REQUIRED ACTION = From the top of the entries below through the line containing "guarantee forward progress.", return every line exactly as written, please, and stop there.

*** GIVEN INFORMATION ***

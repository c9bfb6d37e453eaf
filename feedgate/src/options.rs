use alloc::string::String;
use alloc::sync::Arc;

use crate::{AuthorKey, ViewMode};

/// A callback fired when the reveal gate commits a reveal.
///
/// The argument is the number of items that were hidden until this reveal.
pub type OnRevealCallback = Arc<dyn Fn(usize) + Send + Sync>;

/// Configuration for [`crate::RevealGate`].
///
/// The timing constants are tunables, not semantics: hosts with different
/// content-load characteristics should adjust them.
#[derive(Clone)]
pub struct GateOptions {
    /// Reveal this long after gating starts, provided nothing is still
    /// pending an acknowledgment.
    pub debounce_ms: u64,
    /// Hard ceiling: reveal unconditionally this long after gating starts,
    /// even with unacknowledged items, to guarantee forward progress.
    pub max_wait_ms: u64,
    /// Optional callback fired when a reveal commits.
    pub on_reveal: Option<OnRevealCallback>,
}

impl GateOptions {
    pub fn new() -> Self {
        Self {
            debounce_ms: 5_000,
            max_wait_ms: 10_000,
            on_reveal: None,
        }
    }

    /// Sets the debounce and keeps the max-wait at twice the debounce.
    pub fn with_debounce_ms(mut self, debounce_ms: u64) -> Self {
        self.debounce_ms = debounce_ms;
        self.max_wait_ms = debounce_ms.saturating_mul(2);
        self
    }

    pub fn with_max_wait_ms(mut self, max_wait_ms: u64) -> Self {
        self.max_wait_ms = max_wait_ms;
        self
    }

    pub fn with_on_reveal(
        mut self,
        on_reveal: Option<impl Fn(usize) + Send + Sync + 'static>,
    ) -> Self {
        self.on_reveal = on_reveal.map(|f| Arc::new(f) as _);
        self
    }
}

impl Default for GateOptions {
    fn default() -> Self {
        Self::new()
    }
}

impl core::fmt::Debug for GateOptions {
    fn fmt(&self, f: &mut core::fmt::Formatter<'_>) -> core::fmt::Result {
        f.debug_struct("GateOptions")
            .field("debounce_ms", &self.debounce_ms)
            .field("max_wait_ms", &self.max_wait_ms)
            .finish_non_exhaustive()
    }
}

/// Configuration for [`crate::FeedEngine`].
///
/// One engine instance owns the derived state of one `(view id, feed root)`
/// pair; switching either goes through `FeedEngine::set_view`.
#[derive(Clone, Debug)]
pub struct EngineOptions<K> {
    pub view_id: String,
    pub root: K,
    pub mode: ViewMode,
    /// The local identity's author key, for pinning attribution. Absence
    /// disables pinning.
    pub local_author: Option<AuthorKey>,
    /// Start of the current viewing session in milliseconds. Items created
    /// before this are never pinned.
    pub session_start_at: u64,
    pub gate: GateOptions,
}

impl<K> EngineOptions<K> {
    pub fn new(view_id: impl Into<String>, root: K, mode: ViewMode) -> Self {
        Self {
            view_id: view_id.into(),
            root,
            mode,
            local_author: None,
            session_start_at: 0,
            gate: GateOptions::new(),
        }
    }

    pub fn with_local_author(mut self, local_author: Option<AuthorKey>) -> Self {
        self.local_author = local_author;
        self
    }

    pub fn with_session_start_at(mut self, session_start_at: u64) -> Self {
        self.session_start_at = session_start_at;
        self
    }

    pub fn with_gate(mut self, gate: GateOptions) -> Self {
        self.gate = gate;
        self
    }
}
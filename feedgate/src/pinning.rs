use alloc::vec::Vec;

use crate::key::{FeedKey, KeySet};
use crate::{AuthorKey, FeedItem, ViewMode};

/// Session-scoped reordering policy that keeps the local user's own fresh
/// items pinned above a non-chronological ranking.
///
/// Applies only in [`ViewMode::Ranked`]; chronological and chat views pass
/// through. When the local identity is unavailable, pinning is disabled
/// rather than failing.
///
/// Lifetime: one viewing session of a `(view id, feed root)` pair. Reset on
/// either changing.
#[derive(Clone, Debug)]
pub struct PinReconciler<K> {
    mode: ViewMode,
    local_author: Option<AuthorKey>,
    session_start_at: u64,
    seen: KeySet<K>,
    pinned: Vec<K>,
    pinned_set: KeySet<K>,
    hydrated: bool,
}

impl<K: FeedKey> PinReconciler<K> {
    pub fn new(mode: ViewMode, local_author: Option<AuthorKey>, session_start_at: u64) -> Self {
        Self {
            mode,
            local_author,
            session_start_at,
            seen: KeySet::new(),
            pinned: Vec::new(),
            pinned_set: KeySet::new(),
            hydrated: false,
        }
    }

    /// Whether merges reorder anything at all.
    pub fn is_pass_through(&self) -> bool {
        self.mode != ViewMode::Ranked || self.local_author.is_none()
    }

    pub fn pinned_len(&self) -> usize {
        self.pinned.len()
    }

    pub fn is_pinned(&self, id: &K) -> bool {
        self.pinned_set.contains(id)
    }

    /// Clears all session state for a view-id or feed-root change.
    pub fn reset(&mut self, mode: ViewMode, session_start_at: u64) {
        fdebug!(pinned = self.pinned.len(), "PinReconciler::reset");
        self.mode = mode;
        self.session_start_at = session_start_at;
        self.seen.clear();
        self.pinned.clear();
        self.pinned_set.clear();
        self.hydrated = false;
    }

    /// Classifies every not-yet-seen item id exactly once.
    ///
    /// The first merge is the hydration pass: it marks everything seen and
    /// pins nothing, so pre-existing historical items never pin on first
    /// load. Re-merging the same result set is a no-op.
    pub fn merge(&mut self, items: &[FeedItem<K>]) {
        if self.is_pass_through() {
            return;
        }
        if !self.hydrated {
            for item in items {
                self.seen.insert(item.id.clone());
            }
            self.hydrated = true;
            ftrace!(seen = self.seen.len(), "PinReconciler: hydrated");
            return;
        }

        let local = self.local_author.as_deref();
        for item in items {
            if self.seen.contains(&item.id) {
                continue;
            }
            self.seen.insert(item.id.clone());
            if local != Some(item.author.as_slice()) {
                continue;
            }
            if item.created_at < self.session_start_at {
                continue;
            }
            ftrace!("PinReconciler: pinning fresh local item");
            self.pinned.push(item.id.clone());
            self.pinned_set.insert(item.id.clone());
        }
    }

    /// Emits the reconciled order as indexes into `items`: pinned ids in
    /// encounter order first, then the remaining items in source order.
    ///
    /// Pinned ids absent from `items` (truncated away) are skipped.
    pub fn for_each_ordered_index(&self, items: &[FeedItem<K>], mut emit: impl FnMut(usize)) {
        if self.is_pass_through() || self.pinned.is_empty() {
            for i in 0..items.len() {
                emit(i);
            }
            return;
        }
        for id in &self.pinned {
            if let Some(i) = items.iter().position(|it| &it.id == id) {
                emit(i);
            }
        }
        for (i, item) in items.iter().enumerate() {
            if !self.pinned_set.contains(&item.id) {
                emit(i);
            }
        }
    }

    /// Collects the reconciled order into `out` (clears `out` first).
    pub fn collect_order(&self, items: &[FeedItem<K>], out: &mut Vec<usize>) {
        out.clear();
        self.for_each_ordered_index(items, |i| out.push(i));
    }
}
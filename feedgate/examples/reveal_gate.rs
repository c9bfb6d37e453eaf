// Example: gating head/tail items until their content loads.
use feedgate::{GateOptions, RevealGate};

fn main() {
    let mut gate = RevealGate::new(GateOptions::new().with_debounce_ms(5_000));

    // First render: the whole list is head-hidden until content loads.
    let w = gate.on_list_changed(&[1u64, 2, 3], 0);
    println!("first render: window={w:?} pending={}", gate.pending_len());

    gate.acknowledge(&1, 100);
    gate.acknowledge(&2, 150);
    println!("two acks in: window={:?}", gate.window());

    // Item 3 never acknowledges; the max-wait deadline (2x debounce)
    // reveals anyway so the feed cannot hang on one broken item.
    let revealed = gate.tick(10_000);
    println!("max-wait tick: revealed={revealed} window={:?}", gate.window());

    // Incremental growth gates only the items that entered at the edges.
    let w = gate.on_list_changed(&[0, 1, 2, 3, 4], 10_100);
    println!("after growth: window={w:?} pending={}", gate.pending_len());
    gate.acknowledge(&0, 10_200);
    gate.acknowledge(&4, 10_250);
    println!("edges loaded: window={:?}", gate.window());
}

***

THE ANSWER =
repository c9bfb6d37e453eaf
filename feedgate/src/options.rs
use alloc::string::String;
use alloc::sync::Arc;

use crate::{AuthorKey, ViewMode};

/// A callback fired when the reveal gate commits a reveal.
///
/// The argument is the number of items that were hidden until this reveal.
pub type OnRevealCallback = Arc<dyn Fn(usize) + Send + Sync>;

/// Configuration for [`crate::RevealGate`].
///
/// The timing constants are tunables, not semantics: hosts with different
/// content-load characteristics should adjust them.
#[derive(Clone)]
pub struct GateOptions {
    /// Reveal this long after gating starts, provided nothing is still
    /// pending an acknowledgment.
    pub debounce_ms: u64,
    /// Hard ceiling: reveal unconditionally this long after gating starts,
    /// even with unacknowledged items, to guarantee forward progress.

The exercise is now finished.